YOUR OBJECTIVE: Go through the lines below. Copy those with "Pronto".

════════════════════

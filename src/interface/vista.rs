// src/interface/vista.rs

use std::fmt;

use crate::cardapio::cardapio_filtro::{filtrar, TODAS};
use crate::cardapio::cardapio_structs::Produto;
use crate::carta_app::{CartaApp, EstadoCardapio};
use crate::interface::acoes::{
    Alvo, ABRIR_CARRINHO, ADICIONAR, CANCELAR_NOTAS, CONFIRMAR_PEDIDO, FECHAR_CARRINHO,
    FECHAR_TOAST, FILTRAR, LIMPAR_BUSCA, MUDAR_QUANTIDADE, RECARREGAR, RESOLVER_NOTAS,
};
use crate::interface::notas::FaseModal;
use crate::interface::toasts::FaseToast;
use crate::shared::shared_structs::formatar_preco;

/// Largura aproximada de uma coluna do terminal, para converter a rolagem
/// da faixa de categorias em caracteres.
pub const LARGURA_COLUNA_PX: f64 = 8.0;

/// Emoji exibido ao lado de cada categoria conhecida.
pub fn emoji_categoria(categoria: &str) -> &'static str {
    match categoria {
        "Entrantes" | "Entradas" | "Aperitivos" => "🥗",
        "Principales" | "Platos Fuertes" => "🍽️",
        "Carnes" => "🥩",
        "Postres" | "Dulces" => "🍰",
        "Bebidas" | "Bebida" | "Refrescos" => "🥤",
        "Café" | "Cafeteria" => "☕",
        "Desayunos" => "🍳",
        "Almuerzos" => "🍛",
        "Cenas" => "🌙",
        "Snack" | "Snacks" => "🍿",
        "General" | "Otros" => "🍴",
        _ => "🍽️",
    }
}

/// Remove caracteres de controle de textos vindos do servidor, para que
/// nomes e descrições não injetem sequências de escape no terminal.
pub fn texto_seguro(texto: &str) -> String {
    texto.chars().filter(|c| !c.is_control()).collect()
}

#[derive(Debug, Clone, PartialEq)]
pub struct BotaoFiltro {
    pub rotulo: String,
    pub categoria: String,
    pub ativo: bool,
    pub alvo: Alvo,
}

#[derive(Debug, Clone, PartialEq)]
pub struct ProdutoVista {
    pub id: i64,
    pub nome: String,
    pub descricao: Option<String>,
    pub preco: String,
    pub imagem: Option<String>,
    pub alvo_adicionar: Alvo,
}

#[derive(Debug, Clone, PartialEq)]
pub struct SecaoVista {
    pub titulo: String,
    pub quantidade: usize,
    pub produtos: Vec<ProdutoVista>,
}

#[derive(Debug, Clone, PartialEq)]
pub enum Corpo {
    Carregando,
    /// Tela bloqueante: mesa ausente ou cardápio indisponível.
    ErroFatal { mensagem: String, alvo_recarregar: Alvo },
    SemResultados { alvo_limpar: Alvo },
    Cardapio(Vec<SecaoVista>),
}

#[derive(Debug, Clone, PartialEq)]
pub struct LinhaVista {
    pub id: i64,
    pub nome: String,
    pub preco_unitario: String,
    pub quantidade: i32,
    pub alvo_menos: Alvo,
    pub alvo_mais: Alvo,
}

#[derive(Debug, Clone, PartialEq)]
pub struct PainelVista {
    pub aberto: bool,
    pub linhas: Vec<LinhaVista>,
    pub total: String,
    pub rotulo_botao: &'static str,
    pub botao_desabilitado: bool,
    pub alvo_confirmar: Alvo,
    pub alvo_fechar: Alvo,
}

#[derive(Debug, Clone, PartialEq)]
pub struct ModalVista {
    pub aberto: bool,
    pub alvo_omitir: Alvo,
    pub alvo_cancelar: Alvo,
}

impl ModalVista {
    /// Alvo do botão "Adicionar", com o conteúdo atual da caixa de texto.
    pub fn alvo_adicionar(&self, texto: &str) -> Alvo {
        Alvo::com_acao(RESOLVER_NOTAS)
            .dado("valor", "input")
            .dado("texto", texto)
    }
}

#[derive(Debug, Clone, PartialEq)]
pub struct ToastVista {
    pub id: u64,
    pub mensagem: String,
    pub erro: bool,
    pub visivel: bool,
    pub alvo_fechar: Alvo,
}

/// Modelo da tela inteira, derivado do estado do controlador.
#[derive(Debug, Clone, PartialEq)]
pub struct Tela {
    pub mesa: String,
    pub ultimo_pedido: Option<String>,
    pub busca: String,
    pub botao_limpar_visivel: bool,
    pub filtros: Vec<BotaoFiltro>,
    /// Colunas escondidas à esquerda da faixa de categorias.
    pub deslocamento_filtros: usize,
    pub corpo: Corpo,
    pub contador: i64,
    pub alvo_abrir_carrinho: Alvo,
    pub painel: Option<PainelVista>,
    pub modal: Option<ModalVista>,
    pub toasts: Vec<ToastVista>,
}

impl Tela {
    pub fn montar(app: &CartaApp) -> Self {
        let moeda = app.moeda_padrao();

        Tela {
            mesa: app.mesa().map(texto_seguro).unwrap_or_else(|| "-".to_string()),
            ultimo_pedido: app.ultimo_pedido().map(|pedido| {
                let numero = pedido
                    .pedido_id
                    .map(|id| format!(" #{id}"))
                    .unwrap_or_default();
                let total = pedido
                    .total
                    .as_ref()
                    .map(|total| {
                        let moeda = pedido.moeda.as_deref().unwrap_or(moeda);
                        format!(" ({})", formatar_preco(total, &texto_seguro(moeda)))
                    })
                    .unwrap_or_default();
                format!(
                    "Pedido{numero} enviado às {}{total}",
                    pedido.enviado_em.format("%H:%M")
                )
            }),
            busca: texto_seguro(&app.filtro().termo),
            botao_limpar_visivel: app.filtro().tem_termo(),
            filtros: montar_filtros(app),
            deslocamento_filtros: (app.arrasto().rolagem() / LARGURA_COLUNA_PX) as usize,
            corpo: montar_corpo(app),
            contador: app.carrinho().total_itens(),
            alvo_abrir_carrinho: Alvo::com_acao(ABRIR_CARRINHO),
            painel: montar_painel(app),
            modal: montar_modal(app),
            toasts: app
                .toasts()
                .itens()
                .iter()
                .map(|toast| ToastVista {
                    id: toast.id,
                    mensagem: texto_seguro(&toast.mensagem),
                    erro: toast.erro,
                    visivel: toast.fase == FaseToast::Visivel,
                    alvo_fechar: Alvo::com_acao(FECHAR_TOAST).dado("toast", toast.id),
                })
                .collect(),
        }
    }

    /// Produto visível com o id informado.
    pub fn produto(&self, id: i64) -> Option<&ProdutoVista> {
        match &self.corpo {
            Corpo::Cardapio(secoes) => secoes
                .iter()
                .flat_map(|secao| secao.produtos.iter())
                .find(|produto| produto.id == id),
            _ => None,
        }
    }

    /// Botão de filtro cuja categoria bate com o nome (sem diferenciar maiúsculas).
    pub fn filtro(&self, nome: &str) -> Option<&BotaoFiltro> {
        self.filtros
            .iter()
            .find(|botao| botao.categoria.to_lowercase() == nome.to_lowercase())
    }
}

fn montar_filtros(app: &CartaApp) -> Vec<BotaoFiltro> {
    let EstadoCardapio::Pronto { categorias, .. } = app.cardapio() else {
        return Vec::new();
    };

    let ativa = &app.filtro().categoria;
    let botao = |categoria: &str, rotulo: String| BotaoFiltro {
        rotulo,
        categoria: categoria.to_string(),
        ativo: categoria == ativa,
        alvo: Alvo::com_acao(FILTRAR).dado("categoria", categoria),
    };

    std::iter::once(botao(TODAS, format!("🍽️ {TODAS}")))
        .chain(categorias.iter().map(|categoria| {
            botao(
                categoria,
                format!("{} {}", emoji_categoria(categoria), texto_seguro(categoria)),
            )
        }))
        .collect()
}

fn montar_corpo(app: &CartaApp) -> Corpo {
    if let Some(mensagem) = app.erro_sessao() {
        return Corpo::ErroFatal {
            mensagem,
            alvo_recarregar: Alvo::com_acao(RECARREGAR),
        };
    }

    let cardapio = match app.cardapio() {
        EstadoCardapio::Carregando => return Corpo::Carregando,
        EstadoCardapio::Pronto { cardapio, .. } => cardapio,
        EstadoCardapio::Falhou(mensagem) => {
            return Corpo::ErroFatal {
                mensagem: mensagem.clone(),
                alvo_recarregar: Alvo::com_acao(RECARREGAR),
            }
        }
    };

    let filtrado = filtrar(cardapio, app.filtro());
    if filtrado.vazio() {
        return Corpo::SemResultados {
            alvo_limpar: Alvo::com_acao(LIMPAR_BUSCA),
        };
    }

    let secoes = filtrado
        .secoes
        .iter()
        .map(|secao| SecaoVista {
            titulo: format!(
                "{} {}",
                emoji_categoria(secao.categoria),
                texto_seguro(secao.categoria)
            ),
            quantidade: secao.produtos.len(),
            produtos: secao
                .produtos
                .iter()
                .map(|produto| produto_vista(produto, app.moeda_padrao()))
                .collect(),
        })
        .collect();

    Corpo::Cardapio(secoes)
}

fn produto_vista(produto: &Produto, moeda_padrao: &str) -> ProdutoVista {
    ProdutoVista {
        id: produto.id,
        nome: texto_seguro(&produto.nombre),
        descricao: produto.descripcion.as_deref().map(texto_seguro),
        preco: formatar_preco(&produto.precio, &texto_seguro(produto.moeda(moeda_padrao))),
        imagem: produto.imagen.clone(),
        // O alvo leva o nome original: é dado, não texto exibido
        alvo_adicionar: Alvo::com_acao(ADICIONAR)
            .dado("id", produto.id)
            .dado("nome", &produto.nombre)
            .dado("preco", &produto.precio),
    }
}

fn montar_painel(app: &CartaApp) -> Option<PainelVista> {
    let classes = app.painel().classes();
    if !classes.visivel {
        return None;
    }

    let moeda = texto_seguro(app.moeda_padrao());
    let carrinho = app.carrinho();

    Some(PainelVista {
        aberto: classes.aberto,
        linhas: carrinho
            .itens()
            .iter()
            .map(|item| LinhaVista {
                id: item.id,
                nome: texto_seguro(&item.nome),
                preco_unitario: formatar_preco(&item.preco, &moeda),
                quantidade: item.quantidade,
                alvo_menos: Alvo::com_acao(MUDAR_QUANTIDADE)
                    .dado("id", item.id)
                    .dado("delta", -1),
                alvo_mais: Alvo::com_acao(MUDAR_QUANTIDADE)
                    .dado("id", item.id)
                    .dado("delta", 1),
            })
            .collect(),
        total: formatar_preco(&carrinho.total_preco(), &moeda),
        rotulo_botao: app.fluxo().rotulo_botao(),
        botao_desabilitado: app.fluxo().botao_desabilitado(),
        alvo_confirmar: Alvo::com_acao(CONFIRMAR_PEDIDO),
        alvo_fechar: Alvo::com_acao(FECHAR_CARRINHO),
    })
}

fn montar_modal(app: &CartaApp) -> Option<ModalVista> {
    let fase = app.modal().fase();
    if fase == FaseModal::Oculto {
        return None;
    }
    Some(ModalVista {
        aberto: fase == FaseModal::Aberto,
        alvo_omitir: Alvo::com_acao(RESOLVER_NOTAS).dado("valor", "null"),
        alvo_cancelar: Alvo::com_acao(CANCELAR_NOTAS),
    })
}

impl fmt::Display for Tela {
    fn fmt(&self, f: &mut fmt::Formatter<'_>) -> fmt::Result {
        writeln!(f, "==================== Mesa {} ====================", self.mesa)?;
        if let Some(pedido) = &self.ultimo_pedido {
            writeln!(f, "✔ {pedido}")?;
        }

        match &self.corpo {
            Corpo::Carregando => writeln!(f, "Carregando cardápio...")?,
            Corpo::ErroFatal { mensagem, .. } => {
                writeln!(f, "📱 {mensagem}")?;
                writeln!(f, "   [recarregar] Recarregar página")?;
                return Ok(());
            }
            Corpo::SemResultados { .. } => {
                self.escrever_controles(f)?;
                writeln!(f, "😕 Nenhum produto encontrado")?;
                writeln!(f, "   Tente outra busca ou categoria. [limpar] Ver todo o cardápio")?;
            }
            Corpo::Cardapio(secoes) => {
                self.escrever_controles(f)?;
                for secao in secoes {
                    writeln!(f, "\n{}  ({} itens)", secao.titulo, secao.quantidade)?;
                    for produto in &secao.produtos {
                        writeln!(f, "  [{:>3}] {:<30} {:>10}", produto.id, produto.nome, produto.preco)?;
                        if let Some(descricao) = &produto.descricao {
                            writeln!(f, "        {descricao}")?;
                        }
                    }
                }
            }
        }

        writeln!(f, "\n🛒 {} no carrinho [carrinho]", self.contador)?;

        if let Some(painel) = &self.painel {
            writeln!(f, "---------------- Seu pedido ----------------")?;
            if painel.linhas.is_empty() {
                writeln!(f, "  Seu carrinho está vazio")?;
            }
            for linha in &painel.linhas {
                writeln!(
                    f,
                    "  [{:>3}] {:<26} {} c/u   − {} +",
                    linha.id, linha.nome, linha.preco_unitario, linha.quantidade
                )?;
            }
            writeln!(f, "  Total: {}", painel.total)?;
            let botao = if painel.botao_desabilitado {
                format!("({})", painel.rotulo_botao)
            } else {
                format!("[confirmar] {}", painel.rotulo_botao)
            };
            writeln!(f, "  {botao}   [fechar]")?;
        }

        if self.modal.is_some() {
            writeln!(f, "---------------- 📝 Notas do pedido ----------------")?;
            writeln!(f, "  Alguma indicação especial? Ex.: sem cebola, bem passado...")?;
            writeln!(f, "  [nota <texto>] Adicionar   [omitir] Omitir   [cancelar]")?;
        }

        for toast in &self.toasts {
            let marca = if toast.erro { "!" } else { "•" };
            writeln!(f, "{marca} {}  [x {}]", toast.mensagem, toast.id)?;
        }

        Ok(())
    }
}

impl Tela {
    fn escrever_controles(&self, f: &mut fmt::Formatter<'_>) -> fmt::Result {
        let busca = if self.botao_limpar_visivel {
            format!("🔍 {}  [limpar] ✕", self.busca)
        } else {
            "🔍 Buscar produto...".to_string()
        };
        writeln!(f, "{busca}")?;

        let filtros: Vec<String> = self
            .filtros
            .iter()
            .map(|botao| {
                if botao.ativo {
                    format!("<{}>", botao.rotulo)
                } else {
                    botao.rotulo.clone()
                }
            })
            .collect();
        let faixa = filtros.join("  ");
        if self.deslocamento_filtros == 0 {
            writeln!(f, "{faixa}")
        } else {
            let visivel: String = faixa.chars().skip(self.deslocamento_filtros).collect();
            writeln!(f, "…{visivel}")
        }
    }
}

════════════════════

TASK OUTPUT:
    let EstadoCardapio::Pronto { categorias, .. } = app.cardapio() else {
        EstadoCardapio::Pronto { cardapio, .. } => cardapio,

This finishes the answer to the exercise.